::: Exercise materials :::
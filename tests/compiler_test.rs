use taskflow::compiler::core::Compiler;
use taskflow::dsl::builder::ProcessBuilder;
use taskflow::dsl::{CreationMode, SynchronizationMode};
use taskflow::variables::Usage;

fn review(builder: ProcessBuilder, id: &str) -> ProcessBuilder {
    builder
        .multi_task(id, "Review")
            .creation_mode(CreationMode::ByExecutors)
            .synchronization(SynchronizationMode::First)
            .discriminator("reviewers", &[Usage::Read])
            .build()
}

#[test]
fn test_compile_linear_process() {
    // 1. Build DSL
    let process = review(ProcessBuilder::new("linear-compile-test").start("start"), "review")
        .end("end")
        .connect("start", "review")
        .connect("review", "end")
        .build();

    // 2. Compile
    let mut compiler = Compiler::new();
    let blueprint = compiler.compile(process).expect("Compilation failed");

    // 3. Assert Blueprint Structure
    assert_eq!(blueprint.id, "linear-compile-test");
    assert_eq!(blueprint.nodes.len(), 3);

    let start_node = &blueprint.nodes[blueprint.start_index];
    assert_eq!(start_node.kind, "start");
    assert_eq!(start_node.params.get("next").and_then(|v| v.as_u64()), Some(1));

    // Multi-task params carry the spec plus the resolved jump target
    let review_node = &blueprint.nodes[1];
    assert_eq!(review_node.kind, "multi_task");
    assert_eq!(review_node.params.get("next").and_then(|v| v.as_u64()), Some(2));
    assert_eq!(review_node.params["synchronization_mode"], "FIRST");
    assert_eq!(review_node.params["task"]["name"], "Review");

    let end_node = &blueprint.nodes[2];
    assert_eq!(end_node.kind, "end");
}

#[test]
fn test_compile_leaves_next_empty_without_edge() {
    let process = review(ProcessBuilder::new("dangling").start("start"), "review")
        .connect("start", "review")
        .build();

    let blueprint = Compiler::new().compile(process).expect("Compilation failed");
    assert!(blueprint.nodes[1].params["next"].is_null());
}

#[test]
fn test_compile_rejects_invalid_graphs() {
    let duplicate = review(review(ProcessBuilder::new("dup").start("start"), "review"), "review")
        .connect("start", "review")
        .build();
    assert!(Compiler::new().compile(duplicate).is_err());

    let unknown_target = ProcessBuilder::new("unknown").start("start").connect("start", "nowhere").build();
    assert!(Compiler::new().compile(unknown_target).is_err());

    let fan_out_edges = review(review(ProcessBuilder::new("fork").start("start"), "a"), "b")
        .connect("start", "a")
        .connect("start", "b")
        .build();
    assert!(Compiler::new().compile(fan_out_edges).is_err());

    let no_start = review(ProcessBuilder::new("headless"), "review").build();
    assert!(Compiler::new().compile(no_start).is_err());
}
:::
=== To do ===
Could you write out all the records exactly, please?

=== Solution to the problem ===
filename tests/compiler_test.rs
use taskflow::compiler::core::Compiler;
use taskflow::dsl::builder::ProcessBuilder;
use taskflow::dsl::{CreationMode, SynchronizationMode};
use taskflow::variables::Usage;

fn review(builder: ProcessBuilder, id: &str) -> ProcessBuilder {
    builder
        .multi_task(id, "Review")
            .creation_mode(CreationMode::ByExecutors)
            .synchronization(SynchronizationMode::First)
            .discriminator("reviewers", &[Usage::Read])
            .build()
}

#[test]
fn test_compile_linear_process() {
    // 1. Build DSL
    let process = review(ProcessBuilder::new("linear-compile-test").start("start"), "review")
        .end("end")
        .connect("start", "review")
        .connect("review", "end")
        .build();

    // 2. Compile
    let mut compiler = Compiler::new();
    let blueprint = compiler.compile(process).expect("Compilation failed");

    // 3. Assert Blueprint Structure
    assert_eq!(blueprint.id, "linear-compile-test");
    assert_eq!(blueprint.nodes.len(), 3);

    let start_node = &blueprint.nodes[blueprint.start_index];
    assert_eq!(start_node.kind, "start");
    assert_eq!(start_node.params.get("next").and_then(|v| v.as_u64()), Some(1));

    // Multi-task params carry the spec plus the resolved jump target
    let review_node = &blueprint.nodes[1];
    assert_eq!(review_node.kind, "multi_task");
    assert_eq!(review_node.params.get("next").and_then(|v| v.as_u64()), Some(2));
    assert_eq!(review_node.params["synchronization_mode"], "FIRST");
    assert_eq!(review_node.params["task"]["name"], "Review");

    let end_node = &blueprint.nodes[2];
    assert_eq!(end_node.kind, "end");
}

#[test]
fn test_compile_leaves_next_empty_without_edge() {
    let process = review(ProcessBuilder::new("dangling").start("start"), "review")
        .connect("start", "review")
        .build();

    let blueprint = Compiler::new().compile(process).expect("Compilation failed");
    assert!(blueprint.nodes[1].params["next"].is_null());
}

#[test]
fn test_compile_rejects_invalid_graphs() {
    let duplicate = review(review(ProcessBuilder::new("dup").start("start"), "review"), "review")
        .connect("start", "review")
        .build();
    assert!(Compiler::new().compile(duplicate).is_err());

    let unknown_target = ProcessBuilder::new("unknown").start("start").connect("start", "nowhere").build();
    assert!(Compiler::new().compile(unknown_target).is_err());

    let fan_out_edges = review(review(ProcessBuilder::new("fork").start("start"), "a"), "b")
        .connect("start", "a")
        .connect("start", "b")
        .build();
    assert!(Compiler::new().compile(fan_out_edges).is_err());

    let no_start = review(ProcessBuilder::new("headless"), "review").build();
    assert!(Compiler::new().compile(no_start).is_err());
}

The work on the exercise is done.